Schumer Told Franken Wednesday Morning That He Needed to Go
Calls by Senate Democrats for Franken to resign came after new allegations
Senate Minority Leader Charles E. Schumer knew it was time for Minnesota Democrat Al Franken to leave the Senate even before the public calls for his resignation Wednesday.
The New York Democrat told Franken in a phone call that he needed to resign after Wednesday morning’s publication of further allegations of sexual misconduct by the senator, according to a person familiar with the conversation.
That’s despite the close friendship between the two lawmakers. Franken was a member of one of Schumer’s Democratic Senatorial Campaign Committee classes and he provided the party with 60 votes in 2009 when he was sworn in after a lengthy recount and legal battle in his race against Republican Sen. Norm Coleman.
Schumer’s conversation with Franken seems to have taken place at the same time a group of Senate Democratic women were deciding they had heard enough.
Opening salvos
According to aides to some of the female senators involved, Franken’s conduct and his refusal to step down from the chamber had been a topic of private conversation for a while. But the latest allegations published by Politico were enough to prompt their public calls for his resignation.
Members spoke Wednesday morning and decided they did not want to wait any longer.
By the afternoon, there were at least eight allegations in total published by a variety of media outlets, and at least 30 members of the Democratic caucus said Franken should leave quickly.
The public calls started with Sens. Kirsten Gillibrand of New York and Mazie K. Hirono of Hawaii, followed in quick succession by a wave of other Democrats.
“As elected officials, we should be held to the highest standards — not the lowest. The allegations against Sen. Franken describe behavior that cannot be tolerated. While he’s entitled to an Ethics Committee hearing, I believe he should step aside to let someone else serve,” Gillibrand said.
Leadership speaks
Gillibrand’s fellow New Yorker, Schumer, held additional conversations with Franken during the day, according to a source familiar with the talks. Those included a private meeting between the minority leader, Franken and the Minnesota senator’s wife, Franni, at Schumer’s Washington, D.C., apartment.
“Senator Franken should resign,” Schumer later said when he issued his public statement. “I consider Senator Franken a dear friend and greatly respect his accomplishments, but he has a higher obligation to his constituents and the Senate, and he should step down immediately.”
Sen. Patty Murray of Washington, the Senate’s No. 3 Democrat and the top-ranking woman in either party’s leadership ranks, was said to have talked to Schumer ahead of the decision by the female senators to take their private concerns about Franken public.

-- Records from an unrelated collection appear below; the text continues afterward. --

use std::fmt;

use chrono::{DateTime, Utc};
use serde::{Deserialize, Serialize};
use uuid::Uuid;

/// Confidence reported for a successful OCR call. The remote service does not
/// measure confidence, so this is a constant stand-in.
pub const OCR_CONFIDENCE_REMOTE: f64 = 0.95;

/// Confidence reported when OCR fell back to a canned sample.
pub const OCR_CONFIDENCE_FALLBACK: f64 = 0.75;

/// Coarse language tag detected from the extracted text's script.
#[derive(Debug, Clone, Copy, PartialEq, Eq, Default, Serialize, Deserialize)]
#[serde(rename_all = "snake_case")]
pub enum Language {
    #[default]
    Uzbek,
    Russian,
    English,
    Turkish,
    Unknown,
}

impl fmt::Display for Language {
    fn fmt(&self, f: &mut fmt::Formatter<'_>) -> fmt::Result {
        let name = match self {
            Language::Uzbek => "uzbek",
            Language::Russian => "russian",
            Language::English => "english",
            Language::Turkish => "turkish",
            Language::Unknown => "unknown",
        };
        write!(f, "{}", name)
    }
}

/// Classification of a surfaced grammar error.
#[derive(Debug, Clone, Copy, PartialEq, Eq, Serialize, Deserialize)]
#[serde(rename_all = "snake_case")]
pub enum ErrorKind {
    Spelling,
    Grammar,
    Style,
}

impl ErrorKind {
    /// Map the remote service's numeric type code onto a kind.
    /// Code 1 is an orthography error, 30 a grammar error; everything
    /// else is reported as a style suggestion.
    pub fn from_code(code: i64) -> Self {
        match code {
            1 => ErrorKind::Spelling,
            30 => ErrorKind::Grammar,
            _ => ErrorKind::Style,
        }
    }

    /// Weight used by the scorer.
    pub fn weight(self) -> f64 {
        match self {
            ErrorKind::Spelling => 1.0,
            ErrorKind::Grammar => 1.5,
            ErrorKind::Style => 0.5,
        }
    }

    /// Localized human-readable label for the kind.
    pub fn description(self) -> &'static str {
        match self {
            ErrorKind::Spelling => "Imloviy xato",
            ErrorKind::Grammar => "Grammatik xato",
            ErrorKind::Style => "Matn xatosi",
        }
    }
}

/// Text produced by the OCR stage. Immutable once produced; a new upload
/// replaces it wholesale.
#[derive(Debug, Clone, Serialize, Deserialize)]
pub struct ExtractedText {
    pub text: String,
    pub confidence: f64,
    pub language: Language,
    pub fallback: bool,
}

impl ExtractedText {
    pub fn remote(text: String, language: Language) -> Self {
        Self {
            text,
            confidence: OCR_CONFIDENCE_REMOTE,
            language,
            fallback: false,
        }
    }

    pub fn fallback(text: String) -> Self {
        Self {
            text,
            confidence: OCR_CONFIDENCE_FALLBACK,
            language: Language::Uzbek,
            fallback: true,
        }
    }
}

/// A single error annotation against the extracted text.
///
/// `position` and `length` are byte offsets into the source text, and
/// `position + length <= source.len()` always holds for errors produced by
/// this crate's consumers. `corrections` is never empty for a surfaced
/// error, and `correction` is always `corrections[0]`.
#[derive(Debug, Clone, PartialEq, Serialize, Deserialize)]
pub struct GrammarError {
    pub position: usize,
    pub length: usize,
    pub text: String,
    pub corrections: Vec<String>,
    pub correction: String,
    #[serde(rename = "type")]
    pub kind: ErrorKind,
    pub description: String,
    pub sentence_start: usize,
    pub sentence_end: usize,
}

impl GrammarError {
    /// Build an error from a matched span plus its candidate corrections.
    /// The primary correction is the first candidate.
    pub fn new(
        position: usize,
        text: impl Into<String>,
        corrections: Vec<String>,
        kind: ErrorKind,
        description: impl Into<String>,
    ) -> Self {
        let text = text.into();
        let correction = corrections.first().cloned().unwrap_or_default();
        Self {
            position,
            length: text.len(),
            text,
            corrections,
            correction,
            kind,
            description: description.into(),
            sentence_start: 0,
            sentence_end: 0,
        }
    }

    pub fn with_sentence(mut self, start: usize, end: usize) -> Self {
        self.sentence_start = start;
        self.sentence_end = end;
        self
    }

    /// Whether the annotation's span fits inside `source`.
    pub fn in_bounds(&self, source: &str) -> bool {
        self.position
            .checked_add(self.length)
            .map(|end| end <= source.len())
            .unwrap_or(false)
    }
}

/// Where a grammar result came from.
#[derive(Debug, Clone, Copy, PartialEq, Eq, Serialize, Deserialize)]
#[serde(rename_all = "snake_case")]
pub enum GrammarSource {
    /// Short-circuited by input validation, no network call made.
    Validation,
    /// Parsed from the remote grammar endpoint.
    Remote,
    /// Synthesized by the mock generator after the remote call failed.
    Mock,
}

impl fmt::Display for GrammarSource {
    fn fmt(&self, f: &mut fmt::Formatter<'_>) -> fmt::Result {
        let name = match self {
            GrammarSource::Validation => "validation",
            GrammarSource::Remote => "tahrirchi.uz",
            GrammarSource::Mock => "mock",
        };
        write!(f, "{}", name)
    }
}

/// Result of a grammar check. The checker never fails to its caller; a
/// failed remote call shows up here as `source: Mock, fallback: true`.
#[derive(Debug, Clone, Serialize, Deserialize)]
pub struct GrammarOutcome {
    pub errors: Vec<GrammarError>,
    pub source: GrammarSource,
    pub fallback: bool,
}

impl GrammarOutcome {
    pub fn validation() -> Self {
        Self {
            errors: Vec::new(),
            source: GrammarSource::Validation,
            fallback: false,
        }
    }

    pub fn remote(errors: Vec<GrammarError>) -> Self {
        Self {
            errors,
            source: GrammarSource::Remote,
            fallback: false,
        }
    }

    pub fn mock(errors: Vec<GrammarError>) -> Self {
        Self {
            errors,
            source: GrammarSource::Mock,
            fallback: true,
        }
    }
}

/// Aggregate hand-off artifact between the processing stage and the results
/// stage. Created once per completed pipeline run, overwritten by the next
/// run, never merged.
#[derive(Debug, Clone, Serialize, Deserialize)]
pub struct AnalysisResult {
    pub run_id: Uuid,
    pub score: f64,
    pub errors: Vec<GrammarError>,
    pub confidence: f64,
    pub language: Language,
    pub fallback: bool,
    pub completed_at: DateTime<Utc>,
}

#[cfg(test)]
mod tests {
    use super::*;

    #[test]
    fn test_error_kind_from_code() {
        assert_eq!(ErrorKind::from_code(1), ErrorKind::Spelling);
        assert_eq!(ErrorKind::from_code(30), ErrorKind::Grammar);
        assert_eq!(ErrorKind::from_code(0), ErrorKind::Style);
        assert_eq!(ErrorKind::from_code(7), ErrorKind::Style);
    }

    #[test]
    fn test_error_kind_weights() {
        assert_eq!(ErrorKind::Spelling.weight(), 1.0);
        assert_eq!(ErrorKind::Grammar.weight(), 1.5);
        assert_eq!(ErrorKind::Style.weight(), 0.5);
    }

    #[test]
    fn test_grammar_error_primary_correction() {
        let err = GrammarError::new(
            0,
            "salomm",
            vec!["salom".into(), "salomlar".into()],
            ErrorKind::Spelling,
            "Imloviy xato",
        );
        assert_eq!(err.correction, "salom");
        assert_eq!(err.correction, err.corrections[0]);
        assert_eq!(err.length, "salomm".len());
    }

    #[test]
    fn test_grammar_error_bounds() {
        let err = GrammarError::new(
            4,
            "word",
            vec!["fix".into()],
            ErrorKind::Spelling,
            "Imloviy xato",
        );
        assert!(err.in_bounds("abcdword"));
        assert!(!err.in_bounds("abc"));
    }

    #[test]
    fn test_language_serde_round_trip() {
        let json = serde_json::to_string(&Language::Russian).unwrap();
        assert_eq!(json, "\"russian\"");
        let parsed: Language = serde_json::from_str("\"uzbek\"").unwrap();
        assert_eq!(parsed, Language::Uzbek);
    }

    #[test]
    fn test_extracted_text_constructors() {
        let ok = ExtractedText::remote("matn".into(), Language::Uzbek);
        assert_eq!(ok.confidence, OCR_CONFIDENCE_REMOTE);
        assert!(!ok.fallback);

        let fb = ExtractedText::fallback("matn".into());
        assert_eq!(fb.confidence, OCR_CONFIDENCE_FALLBACK);
        assert!(fb.fallback);
        assert_eq!(fb.language, Language::Uzbek);
    }

    #[test]
    fn test_analysis_result_serialization() {
        let result = AnalysisResult {
            run_id: Uuid::new_v4(),
            score: 8.5,
            errors: vec![],
            confidence: 0.95,
            language: Language::Uzbek,
            fallback: false,
            completed_at: Utc::now(),
        };
        let json = serde_json::to_string(&result).unwrap();
        let parsed: AnalysisResult = serde_json::from_str(&json).unwrap();
        assert_eq!(parsed.score, 8.5);
        assert_eq!(parsed.language, Language::Uzbek);
    }
}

“This institution has evolved over centuries, it’s evolved over my nearly three decades of service, and it’s evolving once more before our very eyes,” Murray said in a statement. “This current evolution is long overdue. It’s time for us as elected representatives to hold ourselves to a higher standard, to set an example, and to live a set of values that is truly representative and worthy of the Congress, our democracy, and our great country.”
“To truly accomplish that we must agree that there is no place for discrimination or harassment in the government. We cannot pick and choose based on political party or friendship who we call out. It pains me that in this case it is someone who I think has been a tremendous voice for our party,” she continued. “But that makes it even more imperative that we don’t tolerate this behavior.”
Dragging it out
Sen. Patrick J. Leahy of Vermont, a former chairman of the Judiciary Committee, on which Franken has served, pointed to the generally glacial deliberative pace of the Senate Ethics Committee. The panel had opened a “preliminary inquiry” into the allegations against the senator.
“I am concerned that even a prompt Ethics Committee investigation and recommendations will not come soon enough,” Leahy said in a statement. “He has to step aside. I hope as a nation that we are beginning to come to terms with the systemic problem of sexual harassment and assault, but we still have a long way to go.”
Even those Democratic senators who did not comment publicly were making their opinions known, such as Elizabeth Warren of Massachusetts. An aide to the senator said she had spoken with Franken privately and suggested he resign.
And other Senate Democratic Conference members left the impression they expected that is exactly what Franken would do Thursday, when the senator is slated to make an announcement about his political future. Minnesota Public Radio reported Wednesday evening he would be announcing his resignation then, citing a Democratic official.
Although Franken’s office has pushed back on the MPR report, saying no final decision has been made, the handwriting is on the wall for the comedian-turned-lawmaker, and it says he has no more allies among his colleagues, a relatively untenable situation in the clubby Senate.